Each line from the opening of the listing below through the line that contains "Phase::Uploading if *monitor" is to be output exactly as written.
DATA PROVIDED START
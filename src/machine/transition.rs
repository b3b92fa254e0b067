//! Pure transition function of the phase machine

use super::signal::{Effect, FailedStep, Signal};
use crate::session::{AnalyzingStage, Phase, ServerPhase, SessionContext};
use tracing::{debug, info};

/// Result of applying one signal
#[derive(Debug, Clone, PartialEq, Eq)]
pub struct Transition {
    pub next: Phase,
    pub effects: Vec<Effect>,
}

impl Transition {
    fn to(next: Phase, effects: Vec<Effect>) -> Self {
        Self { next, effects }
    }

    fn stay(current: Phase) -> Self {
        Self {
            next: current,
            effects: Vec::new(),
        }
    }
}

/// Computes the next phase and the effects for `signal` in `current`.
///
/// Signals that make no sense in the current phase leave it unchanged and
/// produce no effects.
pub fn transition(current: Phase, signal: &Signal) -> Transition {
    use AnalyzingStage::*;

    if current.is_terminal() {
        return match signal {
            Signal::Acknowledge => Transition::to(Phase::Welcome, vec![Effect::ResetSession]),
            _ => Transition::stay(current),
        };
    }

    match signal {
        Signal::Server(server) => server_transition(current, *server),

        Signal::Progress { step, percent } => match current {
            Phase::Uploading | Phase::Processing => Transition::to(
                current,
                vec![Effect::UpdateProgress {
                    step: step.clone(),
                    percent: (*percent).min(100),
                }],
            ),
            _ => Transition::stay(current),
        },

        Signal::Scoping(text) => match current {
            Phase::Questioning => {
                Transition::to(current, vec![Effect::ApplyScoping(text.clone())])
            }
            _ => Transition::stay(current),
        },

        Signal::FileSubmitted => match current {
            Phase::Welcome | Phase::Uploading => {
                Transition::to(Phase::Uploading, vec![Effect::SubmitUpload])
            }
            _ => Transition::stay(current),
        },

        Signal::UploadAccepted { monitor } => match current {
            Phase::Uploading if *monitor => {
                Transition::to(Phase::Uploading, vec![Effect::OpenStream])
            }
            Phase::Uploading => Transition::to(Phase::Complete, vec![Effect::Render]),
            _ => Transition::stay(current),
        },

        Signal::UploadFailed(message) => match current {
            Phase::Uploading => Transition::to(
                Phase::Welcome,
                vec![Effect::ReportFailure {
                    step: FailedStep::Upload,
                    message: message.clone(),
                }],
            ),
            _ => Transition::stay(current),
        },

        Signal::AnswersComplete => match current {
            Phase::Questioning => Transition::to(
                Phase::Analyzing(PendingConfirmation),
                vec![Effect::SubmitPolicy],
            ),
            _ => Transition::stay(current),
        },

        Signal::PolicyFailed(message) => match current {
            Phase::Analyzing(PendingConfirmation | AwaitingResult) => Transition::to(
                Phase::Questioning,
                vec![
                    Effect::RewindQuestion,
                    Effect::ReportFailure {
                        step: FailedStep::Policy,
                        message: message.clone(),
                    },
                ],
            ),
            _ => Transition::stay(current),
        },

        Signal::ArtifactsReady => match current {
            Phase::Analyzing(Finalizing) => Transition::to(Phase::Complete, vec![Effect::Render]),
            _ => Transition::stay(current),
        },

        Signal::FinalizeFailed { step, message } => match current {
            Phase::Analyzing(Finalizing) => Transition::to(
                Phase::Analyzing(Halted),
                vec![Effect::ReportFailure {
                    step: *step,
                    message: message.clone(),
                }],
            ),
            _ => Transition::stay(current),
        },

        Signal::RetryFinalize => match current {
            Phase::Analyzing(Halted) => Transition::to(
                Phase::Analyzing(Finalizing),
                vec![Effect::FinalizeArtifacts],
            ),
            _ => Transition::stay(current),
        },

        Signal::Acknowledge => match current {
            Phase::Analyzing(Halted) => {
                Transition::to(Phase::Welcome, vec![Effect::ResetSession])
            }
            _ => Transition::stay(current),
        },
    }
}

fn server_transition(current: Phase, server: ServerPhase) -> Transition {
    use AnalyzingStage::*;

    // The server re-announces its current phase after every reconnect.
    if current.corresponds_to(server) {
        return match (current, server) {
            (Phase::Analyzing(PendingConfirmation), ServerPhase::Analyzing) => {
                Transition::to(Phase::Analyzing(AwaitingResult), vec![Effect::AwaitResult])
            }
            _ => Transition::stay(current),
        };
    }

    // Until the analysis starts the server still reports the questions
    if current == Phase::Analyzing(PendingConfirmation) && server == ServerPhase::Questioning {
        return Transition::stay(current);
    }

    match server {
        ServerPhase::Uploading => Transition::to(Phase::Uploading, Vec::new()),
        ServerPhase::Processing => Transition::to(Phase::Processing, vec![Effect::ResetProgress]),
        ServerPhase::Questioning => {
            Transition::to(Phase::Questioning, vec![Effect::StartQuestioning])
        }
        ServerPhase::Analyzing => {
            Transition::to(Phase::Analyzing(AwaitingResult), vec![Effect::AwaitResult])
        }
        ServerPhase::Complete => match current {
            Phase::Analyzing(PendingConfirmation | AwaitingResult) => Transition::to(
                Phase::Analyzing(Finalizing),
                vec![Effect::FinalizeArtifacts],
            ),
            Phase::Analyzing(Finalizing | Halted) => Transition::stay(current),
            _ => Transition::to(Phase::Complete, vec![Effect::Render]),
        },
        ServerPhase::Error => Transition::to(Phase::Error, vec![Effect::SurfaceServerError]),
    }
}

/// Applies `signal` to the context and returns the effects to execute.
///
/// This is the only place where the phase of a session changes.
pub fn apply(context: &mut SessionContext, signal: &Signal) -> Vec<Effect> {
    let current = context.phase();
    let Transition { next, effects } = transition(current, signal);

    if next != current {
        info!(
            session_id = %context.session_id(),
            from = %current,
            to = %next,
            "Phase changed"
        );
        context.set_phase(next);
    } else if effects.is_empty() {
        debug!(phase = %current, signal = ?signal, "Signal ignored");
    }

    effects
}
DATA PROVIDED END
### ANSWER SECTION
filename src/machine/transition.rs
repository b3b92fa254e0b067
//! Pure transition function of the phase machine

use super::signal::{Effect, FailedStep, Signal};
use crate::session::{AnalyzingStage, Phase, ServerPhase, SessionContext};
use tracing::{debug, info};

/// Result of applying one signal
#[derive(Debug, Clone, PartialEq, Eq)]
pub struct Transition {
    pub next: Phase,
    pub effects: Vec<Effect>,
}

impl Transition {
    fn to(next: Phase, effects: Vec<Effect>) -> Self {
        Self { next, effects }
    }

    fn stay(current: Phase) -> Self {
        Self {
            next: current,
            effects: Vec::new(),
        }
    }
}

/// Computes the next phase and the effects for `signal` in `current`.
///
/// Signals that make no sense in the current phase leave it unchanged and
/// produce no effects.
pub fn transition(current: Phase, signal: &Signal) -> Transition {
    use AnalyzingStage::*;

    if current.is_terminal() {
        return match signal {
            Signal::Acknowledge => Transition::to(Phase::Welcome, vec![Effect::ResetSession]),
            _ => Transition::stay(current),
        };
    }

    match signal {
        Signal::Server(server) => server_transition(current, *server),

        Signal::Progress { step, percent } => match current {
            Phase::Uploading | Phase::Processing => Transition::to(
                current,
                vec![Effect::UpdateProgress {
                    step: step.clone(),
                    percent: (*percent).min(100),
                }],
            ),
            _ => Transition::stay(current),
        },

        Signal::Scoping(text) => match current {
            Phase::Questioning => {
                Transition::to(current, vec![Effect::ApplyScoping(text.clone())])
            }
            _ => Transition::stay(current),
        },

        Signal::FileSubmitted => match current {
            Phase::Welcome | Phase::Uploading => {
                Transition::to(Phase::Uploading, vec![Effect::SubmitUpload])
            }
            _ => Transition::stay(current),
        },

        Signal::UploadAccepted { monitor } => match current {
            Phase::Uploading if *monitor => {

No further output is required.